(SUPPLIED RECORDS Opens)
/// A failed quantity write. Carries the pre-write quantity so the caller
/// can revert its optimistic display (rollback invariant).
#[derive(Debug, Clone, PartialEq)]
pub struct QuantityError {
    pub previous_quantity: i64,
    pub message: String,
}

impl std::fmt::Display for QuantityError {
    fn fmt(&self, f: &mut std::fmt::Formatter<'_>) -> std::fmt::Result {
        self.message.fmt(f)
    }
}

fn clamp_quantity(quantity: i64) -> i64 {
    quantity.max(0)
}

/// Apply a quantity edit for one merged row.
///
/// The caller applies the optimistic display update before calling; on
/// `Err` it reverts to `previous_quantity`. Routing: existing row → PATCH,
/// no row and quantity > 0 → insert-or-create, no row and quantity 0 →
/// no-op. Every successful write invalidates the store's cache keys. No
/// automatic retry.
pub async fn set_quantity(
    client: &Client,
    token: &str,
    store_id: &str,
    row: &MergedProduct,
    new_quantity: i64,
) -> Result<QuantityOutcome, QuantityError> {
    let quantity = clamp_quantity(new_quantity);
    let previous_quantity = clamp_quantity(row.quantity);
    let fail = |message: String| QuantityError {
        previous_quantity,
        message,
    };

    if let Some(store_product_id) = &row.store_product_id {
        client
            .backend
            .patch(
                &format!("/store-owner/products/{store_product_id}"),
                Some(token),
                &json!({ "quantity": quantity }),
            )
            .await
            .map_err(|e| fail(e.to_string()))?;

        invalidate_after_write(client, store_id);
        info!(store_id, store_product_id = %store_product_id, quantity, "quantity updated");
        return Ok(QuantityOutcome::Updated { quantity });
    }

    if quantity == 0 {
        return Ok(QuantityOutcome::Noop);
    }

    let store_product_id = if let Some(supabase) = &client.supabase {
        upsert_store_product(supabase, store_id, &row.id, quantity)
            .await
            .map(Some)
            .map_err(fail)?
    } else {
        let body = json!({
            "items": [{
                "masterProductId": row.id,
                "price": row.price,
                "quantity": quantity,
            }]
        });
        client
            .backend
            .post(
                &format!("/store-owner/stores/{store_id}/products/bulk-from-master"),
                Some(token),
                &body,
            )
            .await
            .map_err(|e| fail(e.to_string()))?;
        None
    };

    invalidate_after_write(client, store_id);
    info!(store_id, master_product_id = %row.id, quantity, "stock row created");
    Ok(QuantityOutcome::Created {
        quantity,
        store_product_id,
    })
}

/// Insert or update one stock row in the hosted database. Returns the row id.
pub async fn upsert_store_product(
    supabase: &crate::supabase::SupabaseClient,
    store_id: &str,
    master_product_id: &str,
    quantity: i64,
) -> Result<String, String> {
    if store_id.is_empty() || master_product_id.is_empty() {
        return Err("Missing store_id or master_product_id".into());
    }
    let quantity = clamp_quantity(quantity);

    let existing = supabase
        .select(
            "products",
            &[
                ("select", "id".to_string()),
                ("store_id", format!("eq.{store_id}")),
                ("master_product_id", format!("eq.{master_product_id}")),
            ],
        )
        .await?;
    let existing_id = existing
        .as_array()
        .and_then(|rows| rows.first())
        .and_then(|row| crate::value_str(row, &["id"]));

    if let Some(id) = existing_id {
        supabase
            .update(
                "products",
                &[("id", format!("eq.{id}"))],
                &json!({
                    "quantity": quantity,
                    "in_stock": quantity > 0,
                    "updated_at": chrono::Utc::now().to_rfc3339(),
                }),
            )
            .await?;
        return Ok(id);
    }

    let created = supabase
        .insert(
            "products",
            &json!({
                "store_id": store_id,
                "master_product_id": master_product_id,
                "quantity": quantity,
                "is_active": true,
                "in_stock": quantity > 0,
            }),
        )
        .await?;
    created
        .as_array()
        .and_then(|rows| rows.first())
        .and_then(|row| crate::value_str(row, &["id"]))
        .ok_or_else(|| "No id returned after insert".to_string())
}
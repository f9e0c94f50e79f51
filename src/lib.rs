//! Storekeep - headless store-owner client.
//!
//! Library core behind the store dashboard app: phone/OTP authentication,
//! store availability, inventory reconciliation, and the incoming-order
//! accept/reject flow. UI shells drive the modules below and render the
//! intake event stream; nothing in this crate draws or blocks on a user.

use std::path::Path;
use std::sync::Arc;

use tracing::info;
use tracing_subscriber::{fmt, layer::SubscriberExt, util::SubscriberInitExt, EnvFilter};

pub mod api;
pub mod auth;
pub mod config;
pub mod db;
pub mod intake;
pub mod inventory;
pub mod orders;
pub mod session;
pub mod stores;
pub mod supabase;

pub use config::Config;

/// Read the first present, non-empty string under any of `keys`.
/// Backend responses spell the same concept several ways; every lookup that
/// tolerates that goes through here.
pub(crate) fn value_str(v: &serde_json::Value, keys: &[&str]) -> Option<String> {
    for key in keys {
        if let Some(s) = v.get(*key).and_then(|x| x.as_str()) {
            let trimmed = s.trim();
            if !trimmed.is_empty() {
                return Some(trimmed.to_string());
            }
        }
    }
    None
}

pub(crate) fn value_f64(v: &serde_json::Value, keys: &[&str]) -> Option<f64> {
    for key in keys {
        if let Some(n) = v.get(*key).and_then(|x| x.as_f64()) {
            return Some(n);
        }
    }
    None
}

pub(crate) fn value_i64(v: &serde_json::Value, keys: &[&str]) -> Option<i64> {
    for key in keys {
        if let Some(n) = v.get(*key).and_then(|x| x.as_i64()) {
            return Some(n);
        }
    }
    None
}

/// Initialize structured logging (console + rolling daily file).
///
/// Call once from the embedding shell. The appender guard is intentionally
/// leaked; the subscriber lives until process exit.
pub fn init_logging(log_dir: &Path) {
    let env_filter =
        EnvFilter::try_from_default_env().unwrap_or_else(|_| EnvFilter::new("info,storekeep=debug"));

    std::fs::create_dir_all(log_dir).ok();
    let file_appender = tracing_appender::rolling::daily(log_dir, "storekeep");
    let (non_blocking, guard) = tracing_appender::non_blocking(file_appender);

    let file_layer = fmt::layer()
        .with_writer(non_blocking)
        .with_ansi(false)
        .with_target(true);
    let console_layer = fmt::layer().with_target(true);
    tracing_subscriber::registry()
        .with(env_filter)
        .with(console_layer)
        .with(file_layer)
        .init();

    std::mem::forget(guard);

    info!("Storekeep v{} logging initialized", env!("CARGO_PKG_VERSION"));
}

/// Everything a signed-in screen needs: the backend, the optional direct
/// database path, and the local cache. Built once at startup and shared.
#[derive(Clone)]
pub struct Client {
    pub backend: api::Backend,
    pub supabase: Option<supabase::SupabaseClient>,
    pub db: Arc<db::DbState>,
}

impl Client {
    /// Build a client from configuration, opening the local cache database
    /// under `config.data_dir`.
    pub fn new(config: &Config) -> Result<Self, String> {
        let db = db::init(&config.data_dir)?;
        Ok(Self {
            backend: api::Backend::new(&config.api_base_url),
            supabase: config.supabase.as_ref().map(supabase::SupabaseClient::new),
            db: Arc::new(db),
        })
    }

    /// Log out: drop the persisted session and every cached inventory row.
    pub fn logout(&self) -> Result<(), String> {
        session::clear_session(&self.db)
    }
}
(SUPPLIED RECORDS Closes)
◆ **REQUIRED ACTION**: From the listing, reproduce every line where the word "that" is present.

◆ **RESULT BELOW**:
/// Backend responses spell the same concept several ways; every lookup that
/// tolerates that goes through here.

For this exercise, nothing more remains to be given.